In Kenya I saw first hand some of the corruption and disparity of wealth that seems to be all over in many African (and, indeed, many developing) countries.  Driving down the road and seeing the differences in how the majority of people live versus how the wealthy live was, at times, disturbing. I struggled with being white because of the legacy white colonials have left in many developing countries; I hate receiving special treatment just because of my skin colour. I took issue with major irrigation projects designed to benefit a small number when thousands suffer because of drought.

These are all issues which are not unique to Kenya. In many ways, they are found in Canada as well. We just do a better job at hiding them. There is still corruption. Climate change and changing weather plans are things we have to deal with as well; lets face it, Western countries have not been leading the way as they should in dealing with these things as they do not seem to affect us as much.

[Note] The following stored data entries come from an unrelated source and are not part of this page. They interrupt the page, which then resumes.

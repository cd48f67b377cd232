use serde::Serialize;

use crate::contact::models::ContactSubmission;

const MIN_NAME_LEN: usize = 2;
const MIN_SUBJECT_LEN: usize = 5;
const MIN_MESSAGE_LEN: usize = 10;

#[derive(Debug, Clone, Serialize)]
pub struct FieldError {
    pub field: &'static str,
    pub reason: String,
}

/// Field-shape validation performed before `SubmissionManager::submit`.
/// The manager itself only re-checks structural completeness, so every
/// content rule lives here.
pub fn validate_submission(data: &ContactSubmission) -> Vec<FieldError> {
    let mut errors = Vec::new();

    if data.name.trim().chars().count() < MIN_NAME_LEN {
        errors.push(FieldError {
            field: "name",
            reason: format!("Name must be at least {MIN_NAME_LEN} characters"),
        });
    }

    if !is_rfc_shaped_email(data.email.trim()) {
        errors.push(FieldError {
            field: "email",
            reason: "Email address is not valid".to_string(),
        });
    }

    if data.subject.trim().chars().count() < MIN_SUBJECT_LEN {
        errors.push(FieldError {
            field: "subject",
            reason: format!("Subject must be at least {MIN_SUBJECT_LEN} characters"),
        });
    }

    if data.message.trim().chars().count() < MIN_MESSAGE_LEN {
        errors.push(FieldError {
            field: "message",
            reason: format!("Message must be at least {MIN_MESSAGE_LEN} characters"),
        });
    }

    errors
}

/// Shape check only: one `@`, non-empty local part, dotted domain with no
/// whitespace. Deliverability is the provider's problem.
fn is_rfc_shaped_email(email: &str) -> bool {
    if email.chars().any(char::is_whitespace) {
        return false;
    }
    let Some((local, domain)) = email.split_once('@') else {
        return false;
    };
    if local.is_empty() || domain.contains('@') {
        return false;
    }
    match domain.rsplit_once('.') {
        Some((host, tld)) => !host.is_empty() && tld.len() >= 2,
        None => false,
    }
}
//! Contact submission pipeline: validation, dispatch to the email delivery
//! provider, and local recovery state for failed attempts.
//!
//! ARCHITECTURAL RULE: all reads and writes of the recovery record go through
//! `SubmissionManager`. Handlers and other modules never touch the store key
//! directly.

pub mod handlers;
pub mod manager;
pub mod models;
pub mod store;
pub mod validation;
mod assistant;
mod config;
mod contact;
mod email_client;
mod errors;
mod navigation;
mod profile;
mod routes;
mod state;

use std::net::SocketAddr;
use std::sync::Arc;

use anyhow::Result;
use tower_http::{cors::CorsLayer, trace::TraceLayer};
use tracing::{info, warn};
use tracing_subscriber::{layer::SubscriberExt, util::SubscriberInitExt, EnvFilter};

use crate::assistant::AssistantClient;
use crate::config::Config;
use crate::contact::manager::SubmissionManager;
use crate::contact::store::{MemoryRecoveryStore, RecoveryStore, RedisRecoveryStore};
use crate::email_client::{EmailJsClient, EmailSender};
use crate::navigation::{SectionBounds, SectionTracker, Subscription};
use crate::routes::build_router;
use crate::state::AppState;

#[tokio::main]
async fn main() -> Result<()> {
    // Load configuration first (fails fast on malformed env vars)
    let config = Config::from_env()?;

    // Initialize structured logging
    tracing_subscriber::registry()
        .with(EnvFilter::try_from_default_env().unwrap_or_else(|_| {
            EnvFilter::new(format!("portfolio_api={}", &config.rust_log))
        }))
        .with(tracing_subscriber::fmt::layer())
        .init();

    info!("Starting Portfolio API v{}", env!("CARGO_PKG_VERSION"));

    if !config.email.is_configured() {
        // Passive warning only; submissions are still attempted and the
        // provider rejects them itself.
        warn!("Email delivery credentials are missing or placeholders");
    }

    // Recovery store: Redis when configured, otherwise process-local
    let store: Arc<dyn RecoveryStore> = match &config.redis_url {
        Some(url) => Arc::new(RedisRecoveryStore::open(url)?),
        None => {
            info!("REDIS_URL not set; using in-memory recovery store");
            Arc::new(MemoryRecoveryStore::new())
        }
    };

    // Email delivery client and submission manager
    let sender: Arc<dyn EmailSender> = Arc::new(EmailJsClient::new()?);
    let manager = Arc::new(SubmissionManager::new(
        sender,
        store,
        config.email.clone(),
    ));
    info!("Submission manager initialized");

    // Assistant client (offline without a key)
    let assistant = AssistantClient::new(config.gemini_api_key.clone())?;
    info!(
        "Assistant client initialized (online: {})",
        assistant.is_online()
    );

    // Section tracker seeded with the page layout in document order
    let tracker = SectionTracker::new(80.0);
    let _section_subscriptions = register_sections(&tracker);

    let state = AppState {
        manager,
        assistant,
        tracker,
        config: config.clone(),
    };

    let app = build_router(state)
        .layer(TraceLayer::new_for_http())
        .layer(CorsLayer::permissive());

    let addr: SocketAddr = format!("0.0.0.0:{}", config.port).parse()?;
    info!("Listening on {addr}");

    let listener = tokio::net::TcpListener::bind(addr).await?;
    axum::serve(listener, app).await?;

    Ok(())
}

/// Registers the known page sections with nominal one-viewport bands. The
/// client refines real pixel bounds; the registry itself drives the nav.
fn register_sections(tracker: &Arc<SectionTracker>) -> Vec<Subscription> {
    const NOMINAL_SECTION_HEIGHT: f64 = 800.0;

    profile::SECTIONS
        .iter()
        .enumerate()
        .map(|(i, (id, label))| {
            let top = i as f64 * NOMINAL_SECTION_HEIGHT;
            tracker.observe(
                *id,
                *label,
                SectionBounds::new(top, top + NOMINAL_SECTION_HEIGHT),
            )
        })
        .collect()
}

We have huge disparities in wealth in Canada, it is just easier to ignore if you live in the suburbs and drive into work each day without setting foot in amongst the really needy in our cities. I am as guilty as the next person in this.

Do I have ideas on how to change things? Not really. The problem seems so huge that I am still wrapping my head around it and wouldn’t really know where to start. For now, I will continue to live my life and to re-evaluate my lifestyle to minimize my negative impact on the world aroud me while considering how I can be of help to those around me.